Action item:
Report all lines in the records that hold the string "validate".

Dataset entries:
|---|
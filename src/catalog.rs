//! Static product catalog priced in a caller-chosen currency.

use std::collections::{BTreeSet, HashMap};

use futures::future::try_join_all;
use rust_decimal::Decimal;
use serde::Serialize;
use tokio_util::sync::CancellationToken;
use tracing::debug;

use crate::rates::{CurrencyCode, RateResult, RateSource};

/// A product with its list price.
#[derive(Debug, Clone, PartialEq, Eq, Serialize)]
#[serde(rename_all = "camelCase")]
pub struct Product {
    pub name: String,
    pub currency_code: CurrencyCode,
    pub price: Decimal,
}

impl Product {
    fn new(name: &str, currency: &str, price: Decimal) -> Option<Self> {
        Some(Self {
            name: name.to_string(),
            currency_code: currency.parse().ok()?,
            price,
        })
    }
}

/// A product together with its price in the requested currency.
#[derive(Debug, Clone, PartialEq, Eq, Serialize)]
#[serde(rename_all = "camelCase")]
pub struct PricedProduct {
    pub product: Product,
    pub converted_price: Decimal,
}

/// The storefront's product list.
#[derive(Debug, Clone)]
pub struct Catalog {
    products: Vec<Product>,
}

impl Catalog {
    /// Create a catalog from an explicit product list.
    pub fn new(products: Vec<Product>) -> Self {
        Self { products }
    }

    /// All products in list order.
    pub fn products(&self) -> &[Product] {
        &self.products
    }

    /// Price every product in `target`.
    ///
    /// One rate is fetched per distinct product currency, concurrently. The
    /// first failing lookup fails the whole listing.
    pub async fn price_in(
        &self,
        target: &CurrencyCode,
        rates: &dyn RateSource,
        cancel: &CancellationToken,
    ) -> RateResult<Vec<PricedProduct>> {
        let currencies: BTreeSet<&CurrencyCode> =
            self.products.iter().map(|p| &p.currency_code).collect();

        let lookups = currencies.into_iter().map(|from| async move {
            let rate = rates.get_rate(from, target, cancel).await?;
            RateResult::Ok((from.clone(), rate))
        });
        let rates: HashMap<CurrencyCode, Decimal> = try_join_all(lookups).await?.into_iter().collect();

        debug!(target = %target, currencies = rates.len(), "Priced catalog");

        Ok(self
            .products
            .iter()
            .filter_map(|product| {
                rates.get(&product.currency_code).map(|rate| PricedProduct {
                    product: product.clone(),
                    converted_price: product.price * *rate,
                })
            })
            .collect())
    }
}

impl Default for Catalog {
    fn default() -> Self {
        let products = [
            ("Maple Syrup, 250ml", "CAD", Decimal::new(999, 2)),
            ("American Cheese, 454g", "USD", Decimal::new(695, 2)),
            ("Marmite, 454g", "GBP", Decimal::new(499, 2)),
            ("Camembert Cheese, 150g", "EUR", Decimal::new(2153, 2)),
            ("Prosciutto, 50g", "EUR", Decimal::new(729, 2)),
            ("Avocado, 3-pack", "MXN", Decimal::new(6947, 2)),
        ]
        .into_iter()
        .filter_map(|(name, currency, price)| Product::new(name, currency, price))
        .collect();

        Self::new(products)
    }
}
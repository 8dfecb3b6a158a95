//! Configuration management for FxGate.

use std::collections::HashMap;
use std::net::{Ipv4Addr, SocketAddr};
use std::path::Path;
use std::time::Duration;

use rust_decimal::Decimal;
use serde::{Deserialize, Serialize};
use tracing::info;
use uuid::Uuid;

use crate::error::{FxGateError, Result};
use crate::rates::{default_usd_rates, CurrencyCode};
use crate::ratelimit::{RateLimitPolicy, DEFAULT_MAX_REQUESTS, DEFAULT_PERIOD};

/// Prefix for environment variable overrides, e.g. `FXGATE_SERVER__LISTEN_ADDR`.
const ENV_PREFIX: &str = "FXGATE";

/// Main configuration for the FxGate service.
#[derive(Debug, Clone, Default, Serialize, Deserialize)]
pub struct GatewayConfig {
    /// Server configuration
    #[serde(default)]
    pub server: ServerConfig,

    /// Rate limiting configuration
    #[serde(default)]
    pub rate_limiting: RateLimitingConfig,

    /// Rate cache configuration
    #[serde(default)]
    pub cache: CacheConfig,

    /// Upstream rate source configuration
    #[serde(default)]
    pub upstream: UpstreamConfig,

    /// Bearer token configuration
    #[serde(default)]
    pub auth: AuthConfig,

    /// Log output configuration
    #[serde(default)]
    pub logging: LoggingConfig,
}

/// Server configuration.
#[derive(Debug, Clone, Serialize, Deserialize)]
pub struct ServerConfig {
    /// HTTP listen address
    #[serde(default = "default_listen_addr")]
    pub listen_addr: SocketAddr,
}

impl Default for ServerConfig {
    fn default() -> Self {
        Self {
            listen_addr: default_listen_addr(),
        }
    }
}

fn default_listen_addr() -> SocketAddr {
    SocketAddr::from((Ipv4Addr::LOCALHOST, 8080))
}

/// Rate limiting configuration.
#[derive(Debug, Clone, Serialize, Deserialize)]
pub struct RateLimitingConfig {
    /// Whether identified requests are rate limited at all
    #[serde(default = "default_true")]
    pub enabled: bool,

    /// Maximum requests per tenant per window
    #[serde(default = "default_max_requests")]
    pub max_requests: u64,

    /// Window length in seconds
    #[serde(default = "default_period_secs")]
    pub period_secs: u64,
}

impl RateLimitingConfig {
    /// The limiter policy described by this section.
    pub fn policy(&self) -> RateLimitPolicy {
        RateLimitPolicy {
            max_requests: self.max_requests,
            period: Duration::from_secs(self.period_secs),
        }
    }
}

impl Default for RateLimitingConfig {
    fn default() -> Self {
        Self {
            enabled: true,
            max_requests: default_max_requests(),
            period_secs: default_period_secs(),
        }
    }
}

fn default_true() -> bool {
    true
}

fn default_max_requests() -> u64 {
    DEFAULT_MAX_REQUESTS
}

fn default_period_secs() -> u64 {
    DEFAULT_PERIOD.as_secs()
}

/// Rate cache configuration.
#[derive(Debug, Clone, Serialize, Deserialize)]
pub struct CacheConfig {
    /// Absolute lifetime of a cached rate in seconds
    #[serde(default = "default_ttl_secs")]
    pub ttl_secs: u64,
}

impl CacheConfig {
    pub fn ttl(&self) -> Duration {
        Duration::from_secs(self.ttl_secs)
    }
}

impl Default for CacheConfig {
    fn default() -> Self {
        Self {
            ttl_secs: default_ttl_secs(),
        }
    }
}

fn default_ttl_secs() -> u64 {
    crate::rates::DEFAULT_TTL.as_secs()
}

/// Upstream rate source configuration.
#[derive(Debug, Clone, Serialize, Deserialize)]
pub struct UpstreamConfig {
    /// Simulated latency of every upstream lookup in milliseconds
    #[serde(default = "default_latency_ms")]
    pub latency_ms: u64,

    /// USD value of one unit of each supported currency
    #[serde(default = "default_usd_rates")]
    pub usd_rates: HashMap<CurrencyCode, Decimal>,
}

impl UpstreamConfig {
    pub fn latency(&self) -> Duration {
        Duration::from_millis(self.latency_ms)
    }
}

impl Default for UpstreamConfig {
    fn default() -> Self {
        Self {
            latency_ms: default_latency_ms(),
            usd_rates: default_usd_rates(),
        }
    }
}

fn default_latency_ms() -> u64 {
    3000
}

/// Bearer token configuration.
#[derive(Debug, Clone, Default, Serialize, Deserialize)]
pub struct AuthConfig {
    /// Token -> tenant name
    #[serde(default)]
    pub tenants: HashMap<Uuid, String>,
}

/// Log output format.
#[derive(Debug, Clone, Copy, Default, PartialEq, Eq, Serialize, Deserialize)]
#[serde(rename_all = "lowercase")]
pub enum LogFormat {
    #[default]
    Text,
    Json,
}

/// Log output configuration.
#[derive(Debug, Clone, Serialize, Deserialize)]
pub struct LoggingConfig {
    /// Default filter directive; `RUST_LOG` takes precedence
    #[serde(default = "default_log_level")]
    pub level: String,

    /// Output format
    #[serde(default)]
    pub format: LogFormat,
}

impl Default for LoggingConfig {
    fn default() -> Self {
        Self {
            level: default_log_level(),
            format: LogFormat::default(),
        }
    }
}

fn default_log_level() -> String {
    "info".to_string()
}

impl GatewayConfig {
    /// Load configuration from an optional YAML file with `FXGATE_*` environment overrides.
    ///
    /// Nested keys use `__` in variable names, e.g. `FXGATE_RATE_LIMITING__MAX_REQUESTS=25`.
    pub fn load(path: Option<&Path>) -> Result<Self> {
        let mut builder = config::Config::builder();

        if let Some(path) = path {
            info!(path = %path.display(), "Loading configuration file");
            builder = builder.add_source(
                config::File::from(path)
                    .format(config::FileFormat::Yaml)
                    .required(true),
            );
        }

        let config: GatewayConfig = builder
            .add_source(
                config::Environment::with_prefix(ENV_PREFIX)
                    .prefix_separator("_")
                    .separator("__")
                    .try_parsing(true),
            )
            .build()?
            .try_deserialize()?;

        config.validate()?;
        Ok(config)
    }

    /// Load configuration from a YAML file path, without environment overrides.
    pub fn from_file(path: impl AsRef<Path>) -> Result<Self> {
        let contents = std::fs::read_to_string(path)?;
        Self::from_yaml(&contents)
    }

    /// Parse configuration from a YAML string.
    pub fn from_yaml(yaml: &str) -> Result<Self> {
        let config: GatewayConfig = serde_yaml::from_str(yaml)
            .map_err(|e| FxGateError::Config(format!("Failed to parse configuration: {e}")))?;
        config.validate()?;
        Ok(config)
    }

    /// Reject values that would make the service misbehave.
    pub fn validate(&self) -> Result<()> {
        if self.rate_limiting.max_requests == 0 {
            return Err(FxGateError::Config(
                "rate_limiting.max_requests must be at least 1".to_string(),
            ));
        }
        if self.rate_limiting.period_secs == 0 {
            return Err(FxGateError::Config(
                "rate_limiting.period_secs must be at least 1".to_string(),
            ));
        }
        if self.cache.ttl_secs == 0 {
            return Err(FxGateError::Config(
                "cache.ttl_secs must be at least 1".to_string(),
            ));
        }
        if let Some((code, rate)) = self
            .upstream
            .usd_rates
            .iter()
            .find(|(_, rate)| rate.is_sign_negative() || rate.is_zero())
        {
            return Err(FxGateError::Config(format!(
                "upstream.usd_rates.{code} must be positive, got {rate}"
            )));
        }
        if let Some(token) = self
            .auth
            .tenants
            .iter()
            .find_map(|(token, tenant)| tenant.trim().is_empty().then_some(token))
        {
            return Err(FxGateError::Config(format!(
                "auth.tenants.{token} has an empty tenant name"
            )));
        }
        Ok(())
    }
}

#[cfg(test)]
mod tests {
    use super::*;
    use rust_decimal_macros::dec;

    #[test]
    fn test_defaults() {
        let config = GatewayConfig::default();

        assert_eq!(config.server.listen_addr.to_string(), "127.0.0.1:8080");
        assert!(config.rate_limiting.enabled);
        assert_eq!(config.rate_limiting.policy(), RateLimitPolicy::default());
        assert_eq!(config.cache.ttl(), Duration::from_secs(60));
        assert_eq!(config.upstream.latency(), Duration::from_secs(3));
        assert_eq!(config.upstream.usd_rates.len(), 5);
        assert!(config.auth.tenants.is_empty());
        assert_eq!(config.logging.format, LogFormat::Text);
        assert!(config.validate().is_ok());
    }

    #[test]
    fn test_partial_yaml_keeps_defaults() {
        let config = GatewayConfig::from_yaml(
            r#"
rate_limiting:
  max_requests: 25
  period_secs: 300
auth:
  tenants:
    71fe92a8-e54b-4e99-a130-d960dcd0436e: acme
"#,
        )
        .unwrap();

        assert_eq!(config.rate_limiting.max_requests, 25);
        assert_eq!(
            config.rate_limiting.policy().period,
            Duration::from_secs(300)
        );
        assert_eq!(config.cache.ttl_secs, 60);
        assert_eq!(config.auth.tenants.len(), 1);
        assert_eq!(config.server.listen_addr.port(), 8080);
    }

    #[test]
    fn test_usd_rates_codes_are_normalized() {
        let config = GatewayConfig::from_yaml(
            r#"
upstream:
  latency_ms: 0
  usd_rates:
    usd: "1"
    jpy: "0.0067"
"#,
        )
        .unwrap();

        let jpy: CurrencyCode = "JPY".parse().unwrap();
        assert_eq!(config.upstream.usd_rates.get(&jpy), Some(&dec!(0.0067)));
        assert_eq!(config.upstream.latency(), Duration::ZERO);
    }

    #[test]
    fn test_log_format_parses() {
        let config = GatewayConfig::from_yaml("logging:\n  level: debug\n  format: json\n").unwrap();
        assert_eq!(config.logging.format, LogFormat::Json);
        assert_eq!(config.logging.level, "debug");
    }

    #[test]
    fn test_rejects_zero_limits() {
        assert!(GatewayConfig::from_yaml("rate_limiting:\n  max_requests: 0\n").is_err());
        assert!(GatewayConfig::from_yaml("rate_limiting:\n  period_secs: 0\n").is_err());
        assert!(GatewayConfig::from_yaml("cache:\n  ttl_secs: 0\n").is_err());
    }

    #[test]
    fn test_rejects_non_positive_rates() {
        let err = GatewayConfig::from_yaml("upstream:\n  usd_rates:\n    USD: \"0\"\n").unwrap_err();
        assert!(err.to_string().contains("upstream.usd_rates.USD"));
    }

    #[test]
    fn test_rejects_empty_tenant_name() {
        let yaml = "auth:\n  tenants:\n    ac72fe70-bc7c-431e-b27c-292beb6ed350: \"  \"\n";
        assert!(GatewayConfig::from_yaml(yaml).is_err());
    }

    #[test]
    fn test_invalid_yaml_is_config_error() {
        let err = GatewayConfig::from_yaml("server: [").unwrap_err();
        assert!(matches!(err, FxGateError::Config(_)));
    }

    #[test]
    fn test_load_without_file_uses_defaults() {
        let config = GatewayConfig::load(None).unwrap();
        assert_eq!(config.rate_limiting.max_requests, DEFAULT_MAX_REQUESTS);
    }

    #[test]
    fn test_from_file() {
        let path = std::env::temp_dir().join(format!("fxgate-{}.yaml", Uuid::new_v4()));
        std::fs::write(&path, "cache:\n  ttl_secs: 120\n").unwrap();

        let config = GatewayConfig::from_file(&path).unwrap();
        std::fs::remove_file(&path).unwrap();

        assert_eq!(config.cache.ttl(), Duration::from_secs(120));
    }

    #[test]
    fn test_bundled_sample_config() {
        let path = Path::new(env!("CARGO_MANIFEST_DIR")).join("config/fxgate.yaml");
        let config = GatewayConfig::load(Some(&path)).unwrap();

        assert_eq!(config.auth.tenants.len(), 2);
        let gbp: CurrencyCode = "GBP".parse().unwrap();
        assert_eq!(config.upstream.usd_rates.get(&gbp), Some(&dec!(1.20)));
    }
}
|---|
Solution to this problem:
        config.validate()?;
        config.validate()?;
    pub fn validate(&self) -> Result<()> {
        assert!(config.validate().is_ok());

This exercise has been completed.